Este tipo de objeciones y «explicaciones» científicas —Cristo no caminó realmente por encima de las aguas, sino sobre una fina capa de hielo que, en determinadas condiciones meteorológicas...— me habrían convencido en mi juventud. Ahora me parecen totalmente irrelevantes. Como expresó Stravinski, la prueba razonada (por tanto, no prueba nada) no es para la religión más que lo que los ejercicios de contrapunto son para la música. La religión consiste precisamente en creer lo que, según todas las normas conocidas, «no pudo haber ocurrido». El nacimiento de la Virgen, la Resurrección, Mahoma dejando una huella en la roca al subir al cielo, la vida después de la muerte. No pudo haber ocurrido, según entendemos las cosas. Pero ocurrió. U ocurrirá. (O, por supuesto, seguro que no ocurrió ni tampoco ocurrirá.)
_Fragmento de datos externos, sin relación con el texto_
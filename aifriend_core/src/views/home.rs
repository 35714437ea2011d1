//! 首页

use super::{load_session, Navigation, ViewState};
use crate::client::ApiClient;
use crate::error::Result;
use crate::types::UserInfo;

/// 首页，未登录也可访问
pub struct HomeView<'a> {
    client: &'a ApiClient,
    state: ViewState<UserInfo>,
}

impl<'a> HomeView<'a> {
    pub fn new(client: &'a ApiClient) -> Self {
        Self {
            client,
            state: ViewState::Loading,
        }
    }

    pub async fn mount(&mut self) -> Navigation {
        self.state = load_session(self.client).await;
        Navigation::Stay
    }

    pub fn state(&self) -> &ViewState<UserInfo> {
        &self.state
    }

    pub fn user(&self) -> Option<&UserInfo> {
        self.state.data()
    }

    pub fn greeting(&self) -> String {
        match self.user() {
            Some(user) => format!("欢迎回来，{}", user.username),
            None => "您的AI伙伴".to_string(),
        }
    }

    pub fn logout(&mut self) -> Result<Navigation> {
        self.client.logout()?;
        self.state = ViewState::Unauthenticated;
        Ok(Navigation::Stay)
    }
}

#[cfg(test)]
mod tests {
    use super::*;
    use crate::token_store::TokenStore;
    use crate::views::test_support::{anonymous, logged_in, USER_JSON};
    use mockito::Server;

    #[tokio::test]
    async fn test_mount_without_token_skips_network() {
        let mut server = Server::new_async().await;
        let mock = server
            .mock("GET", "/api/v1/user/info")
            .expect(0)
            .create_async()
            .await;

        let (client, _) = anonymous(&server.url());
        let mut view = HomeView::new(&client);
        assert!(view.state().is_loading());

        assert_eq!(view.mount().await, Navigation::Stay);
        assert_eq!(view.state(), &ViewState::Unauthenticated);
        assert_eq!(view.greeting(), "您的AI伙伴");
        mock.assert_async().await;
    }

    #[tokio::test]
    async fn test_mount_with_valid_session() {
        let mut server = Server::new_async().await;
        server
            .mock("GET", "/api/v1/user/info")
            .match_header("authorization", "Bearer a")
            .with_status(200)
            .with_body(USER_JSON)
            .create_async()
            .await;

        let (client, _) = logged_in(&server.url());
        let mut view = HomeView::new(&client);
        view.mount().await;
        assert_eq!(view.greeting(), "欢迎回来，alice");
    }

    #[tokio::test]
    async fn test_mount_failure_clears_tokens() {
        let mut server = Server::new_async().await;
        server
            .mock("GET", "/api/v1/user/info")
            .with_status(401)
            .create_async()
            .await;

        let (client, store) = logged_in(&server.url());
        let mut view = HomeView::new(&client);
        view.mount().await;
        assert_eq!(view.state(), &ViewState::Unauthenticated);
        assert!(!store.is_authenticated());
    }

    #[tokio::test]
    async fn test_logout() {
        let mut server = Server::new_async().await;
        server
            .mock("GET", "/api/v1/user/info")
            .with_status(200)
            .with_body(USER_JSON)
            .create_async()
            .await;

        let (client, store) = logged_in(&server.url());
        let mut view = HomeView::new(&client);
        view.mount().await;
        view.logout().unwrap();
        assert!(view.user().is_none());
        assert!(!store.is_authenticated());
    }
}
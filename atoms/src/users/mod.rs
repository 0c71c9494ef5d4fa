pub mod model;
pub mod service;

pub use model::User;
pub use service::*;
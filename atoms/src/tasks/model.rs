use serde::{Deserialize, Serialize};

/// Task domain model. `completion_date` is present only while the task
/// is completed; `assigned_to` is absent for unassigned tasks.
#[derive(Debug, Serialize, Deserialize, Clone)]
pub struct Task {
    pub task_id: String,
    pub board_id: String,
    pub title: String,
    pub due_date: String,
    pub created_by: String,
    pub created_at: String,
    pub completed: bool,
    pub completion_date: Option<String>,
    pub assigned_to: Option<String>,
}

impl Task {
    /// Unassigned is derived at read time against the current member
    /// set: no assignee, or an assignee who has since left the board.
    pub fn is_unassigned(&self, member_ids: &[String]) -> bool {
        match &self.assigned_to {
            Some(assignee) => !member_ids.iter().any(|id| id == assignee),
            None => true,
        }
    }

    /// State after a completion toggle: flipping to completed stamps
    /// the date, flipping back clears it.
    pub fn toggled(mut self, now: &str) -> Task {
        self.completed = !self.completed;
        self.completion_date = self.completed.then(|| now.to_string());
        self
    }
}

#[derive(Debug, Clone)]
pub struct CreateTaskPayload {
    pub title: String,
    pub due_date: String,
    pub assigned_to: Option<String>,
}

/// Full overwrite of the mutable task fields.
#[derive(Debug, Clone)]
pub struct UpdateTaskPayload {
    pub title: String,
    pub due_date: String,
    pub assigned_to: Option<String>,
}

#[cfg(test)]
mod tests {
    use super::*;

    fn task(assigned_to: Option<&str>) -> Task {
        Task {
            task_id: "t1".to_string(),
            board_id: "b1".to_string(),
            title: "Fix bug".to_string(),
            due_date: "2024-01-01".to_string(),
            created_by: "u1".to_string(),
            created_at: "2024-01-01T00:00:00Z".to_string(),
            completed: false,
            completion_date: None,
            assigned_to: assigned_to.map(|s| s.to_string()),
        }
    }

    #[test]
    fn no_assignee_is_unassigned() {
        let members = vec!["u1".to_string(), "u2".to_string()];
        assert!(task(None).is_unassigned(&members));
    }

    #[test]
    fn current_member_assignee_is_assigned() {
        let members = vec!["u1".to_string(), "u2".to_string()];
        assert!(!task(Some("u2")).is_unassigned(&members));
    }

    #[test]
    fn departed_assignee_is_unassigned() {
        let members = vec!["u1".to_string()];
        assert!(task(Some("u2")).is_unassigned(&members));
    }

    #[test]
    fn toggle_stamps_completion_date() {
        let done = task(None).toggled("2024-02-01T00:00:00Z");
        assert!(done.completed);
        assert_eq!(done.completion_date.as_deref(), Some("2024-02-01T00:00:00Z"));
    }

    #[test]
    fn double_toggle_restores_active_state() {
        let original = task(None);
        let round_trip = original
            .clone()
            .toggled("2024-02-01T00:00:00Z")
            .toggled("2024-02-02T00:00:00Z");
        assert!(!round_trip.completed);
        assert!(round_trip.completion_date.is_none());
        assert_eq!(round_trip.title, original.title);
    }
}
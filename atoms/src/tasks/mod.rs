pub mod model;
pub mod service;

pub use model::{CreateTaskPayload, Task, UpdateTaskPayload};
pub use service::*;
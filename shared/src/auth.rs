use base64::engine::general_purpose::URL_SAFE_NO_PAD;
use base64::Engine as _;
use rsa::pkcs1v15::{Signature, VerifyingKey};
use rsa::signature::Verifier as _;
use rsa::{BigUint, RsaPublicKey};
use serde::Deserialize;
use sha2::Sha256;
use std::collections::HashMap;

/// Name of the cookie carrying the identity-provider token.
pub const TOKEN_COOKIE: &str = "token";

/// Decoded identity claims proving who the caller is.
#[derive(Debug, Clone)]
pub struct IdentityClaims {
    pub user_id: String,
    pub email: String,
}

#[derive(Deserialize)]
struct JwkSet {
    keys: Vec<Jwk>,
}

#[derive(Deserialize)]
struct Jwk {
    kid: String,
    kty: String,
    n: String,
    e: String,
}

#[derive(Deserialize)]
struct TokenHeader {
    alg: String,
    kid: Option<String>,
}

#[derive(Deserialize)]
struct TokenPayload {
    sub: String,
    email: Option<String>,
    exp: i64,
    iss: Option<String>,
}

/// Verifies identity-provider tokens locally against cached public keys.
/// Keys are parsed once at startup; verification is a signature check,
/// not a network round-trip.
pub struct TokenVerifier {
    keys: HashMap<String, RsaPublicKey>,
    issuer: Option<String>,
}

impl TokenVerifier {
    pub fn from_jwks(jwks_json: &str, issuer: Option<String>) -> Result<Self, String> {
        let set: JwkSet =
            serde_json::from_str(jwks_json).map_err(|e| format!("JWKS parse error: {}", e))?;

        let mut keys = HashMap::new();
        for jwk in set.keys {
            if jwk.kty != "RSA" {
                continue;
            }
            let n = URL_SAFE_NO_PAD
                .decode(jwk.n.as_bytes())
                .map_err(|e| format!("JWKS modulus decode error: {}", e))?;
            let e = URL_SAFE_NO_PAD
                .decode(jwk.e.as_bytes())
                .map_err(|e| format!("JWKS exponent decode error: {}", e))?;
            let key = RsaPublicKey::new(BigUint::from_bytes_be(&n), BigUint::from_bytes_be(&e))
                .map_err(|e| format!("JWKS key error: {}", e))?;
            keys.insert(jwk.kid, key);
        }

        if keys.is_empty() {
            return Err("JWKS contained no usable RSA keys".to_string());
        }

        Ok(Self { keys, issuer })
    }

    /// Validate a bearer token. Any failure (malformed, expired, bad
    /// signature, unknown key) is logged and collapses to None, so the
    /// caller is treated as anonymous.
    pub fn verify(&self, token: &str) -> Option<IdentityClaims> {
        match self.check(token) {
            Ok(claims) => Some(claims),
            Err(err) => {
                tracing::warn!("Token validation failed: {}", err);
                None
            }
        }
    }

    fn check(&self, token: &str) -> Result<IdentityClaims, String> {
        let mut parts = token.split('.');
        let (header_b64, payload_b64, sig_b64) =
            match (parts.next(), parts.next(), parts.next(), parts.next()) {
                (Some(h), Some(p), Some(s), None) => (h, p, s),
                _ => return Err("not a compact JWT".to_string()),
            };

        let header_bytes = URL_SAFE_NO_PAD
            .decode(header_b64)
            .map_err(|e| format!("header decode: {}", e))?;
        let header: TokenHeader =
            serde_json::from_slice(&header_bytes).map_err(|e| format!("header parse: {}", e))?;

        if header.alg != "RS256" {
            return Err(format!("unsupported alg {}", header.alg));
        }

        let kid = header.kid.ok_or("missing kid")?;
        let key = self
            .keys
            .get(&kid)
            .ok_or_else(|| format!("unknown kid {}", kid))?;

        let sig_bytes = URL_SAFE_NO_PAD
            .decode(sig_b64)
            .map_err(|e| format!("signature decode: {}", e))?;
        let signature = Signature::try_from(sig_bytes.as_slice())
            .map_err(|e| format!("signature parse: {}", e))?;

        let signed = format!("{}.{}", header_b64, payload_b64);
        VerifyingKey::<Sha256>::new(key.clone())
            .verify(signed.as_bytes(), &signature)
            .map_err(|_| "signature mismatch".to_string())?;

        let payload_bytes = URL_SAFE_NO_PAD
            .decode(payload_b64)
            .map_err(|e| format!("payload decode: {}", e))?;
        let payload: TokenPayload =
            serde_json::from_slice(&payload_bytes).map_err(|e| format!("payload parse: {}", e))?;

        if payload.exp < chrono::Utc::now().timestamp() {
            return Err("token expired".to_string());
        }

        if let Some(expected) = &self.issuer {
            if payload.iss.as_deref() != Some(expected.as_str()) {
                return Err("issuer mismatch".to_string());
            }
        }

        Ok(IdentityClaims {
            user_id: payload.sub,
            email: payload.email.unwrap_or_default(),
        })
    }
}

/// Pull the token cookie value out of a Cookie header, if present.
pub fn token_from_cookie_header(cookie_header: Option<&str>) -> Option<&str> {
    for pair in cookie_header?.split(';') {
        if let Some((name, value)) = pair.trim().split_once('=') {
            if name == TOKEN_COOKIE && !value.is_empty() {
                return Some(value);
            }
        }
    }
    None
}
#[cfg(test)]
mod tests {
    use super::*;

    fn form_request(body: &str) -> Request {
        lambda_http::http::Request::builder()
            .method("POST")
            .uri("/add-task")
            .header("Content-Type", "application/x-www-form-urlencoded")
            .body(Body::from(body))
            .unwrap()
    }

    #[test]
    fn redirect_sets_found_and_location() {
        let resp = redirect("/board/b1").unwrap();
        assert_eq!(resp.status(), StatusCode::FOUND);
        assert_eq!(resp.headers().get(LOCATION).unwrap(), "/board/b1");
        assert!(matches!(resp.body(), Body::Empty));
    }

    #[test]
    fn add_task_form_parses_urlencoded_body() {
        let req = form_request("board_id=b1&title=Fix+bug&due_date=2024-01-01&assigned_to=u2");
        let parsed: AddTaskForm = form(&req).unwrap();
        assert_eq!(parsed.board_id, "b1");
        assert_eq!(parsed.title, "Fix bug");
        assert_eq!(parsed.due_date, "2024-01-01");
        assert_eq!(parsed.assigned_to.as_deref(), Some("u2"));
    }

    #[test]
    fn missing_form_fields_collapse_to_none() {
        let req = form_request("board_id=b1");
        assert!(form::<AddTaskForm>(&req).is_none());

        let empty = lambda_http::http::Request::builder()
            .method("POST")
            .uri("/add-task")
            .body(Body::Empty)
            .unwrap();
        assert!(form::<AddTaskForm>(&empty).is_none());
    }

    #[test]
    fn empty_assignee_normalizes_to_none() {
        assert_eq!(normalize_assignee(Some(String::new())), None);
        assert_eq!(normalize_assignee(Some("  ".to_string())), None);
        assert_eq!(
            normalize_assignee(Some("u2".to_string())),
            Some("u2".to_string())
        );
        assert_eq!(normalize_assignee(None), None);
    }

    #[test]
    fn board_path_format() {
        assert_eq!(board_path("b1"), "/board/b1");
    }

    fn test_claims(user_id: &str) -> IdentityClaims {
        IdentityClaims {
            user_id: user_id.to_string(),
            email: format!("{}@example.com", user_id),
        }
    }

    fn test_board() -> boards::Board {
        boards::Board {
            board_id: "b1".to_string(),
            name: "Sprint 1".to_string(),
            creator_id: "creator".to_string(),
            created_at: "2024-01-01T00:00:00Z".to_string(),
        }
    }

    fn test_membership(user_id: &str, role: &str) -> boards::Membership {
        boards::Membership {
            board_id: "b1".to_string(),
            user_id: user_id.to_string(),
            role: role.to_string(),
            added_at: "2024-01-01T00:00:00Z".to_string(),
        }
    }

    #[test]
    fn access_decision_table() {
        let creator = test_claims("creator");
        let member = test_claims("u2");
        let board = test_board();
        let creator_m = test_membership("creator", boards::model::ROLE_CREATOR);
        let member_m = test_membership("u2", boards::model::ROLE_MEMBER);

        // Anonymous callers go home, board or no board
        assert_eq!(board_access(None, None, None, false), Access::ToHome);
        assert_eq!(
            board_access(None, Some(&board), Some(&member_m), false),
            Access::ToHome
        );
        // Unknown board
        assert_eq!(board_access(Some(&creator), None, None, false), Access::ToHome);
        // Signed in but not a member
        assert_eq!(
            board_access(Some(&member), Some(&board), None, false),
            Access::ToHome
        );
        // Member on a member operation
        assert_eq!(
            board_access(Some(&member), Some(&board), Some(&member_m), false),
            Access::Granted
        );
        // Member on a creator-only operation bounces to the board
        assert_eq!(
            board_access(Some(&member), Some(&board), Some(&member_m), true),
            Access::ToBoard
        );
        // Creator passes the creator-only gate
        assert_eq!(
            board_access(Some(&creator), Some(&board), Some(&creator_m), true),
            Access::Granted
        );
    }

    #[test]
    fn denied_access_redirects_silently() {
        assert_eq!(deny(Access::Granted, "b1"), None);
        assert_eq!(deny(Access::ToHome, "b1"), Some("/".to_string()));
        assert_eq!(deny(Access::ToBoard, "b1"), Some("/board/b1".to_string()));
    }
}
Los escritores necesitan respuestas típicas para algunas preguntas clásicas. Cuando me preguntan qué hacen las novelas, suelo responder: «Cuentan mentiras hermosas, seductoras, que contienen verdades duras y correctas.» Hablamos de suprimir la incredulidad como un requisito mental previo para disfrutar la narrativa, el teatro, las películas y la pintura figurativa. Son sólo palabras en una página, actores en un escenario o una pantalla, colores en un lienzo: esas personas no existen, nunca han existido o, si existieron, esto es una mera copia de ellas, simulacros brevemente convincentes. Pero mientras leemos, mientras nuestros ojos exploran, creemos: que Emma vive y muere, que Hamlet mata a Laertes, que este hombre inquietante, engalanado con pieles, y su mujer, que luce brocados, podrían escaparse de sus retratos pintados por Lotto y hablarnos en el italiano de la Brescia del siglo XVI. Nunca sucedió, no pudo haber sucedido, pero creemos que sí sucedió y que podría haber sucedido. Esa supresión de la incredulidad no está muy lejos del reconocimiento activo de la creencia. No estoy sugiriendo que leer novelas podría ablandarnos para la religión. Al contrario; muy al contrario: las religiones fueron las primeras invenciones de los escritores de ficción. Una representación convincente y una explicación verosímil del mundo para mentes comprensiblemente confusas. Una mentira hermosa y seductora que contiene verdades duras y correctas.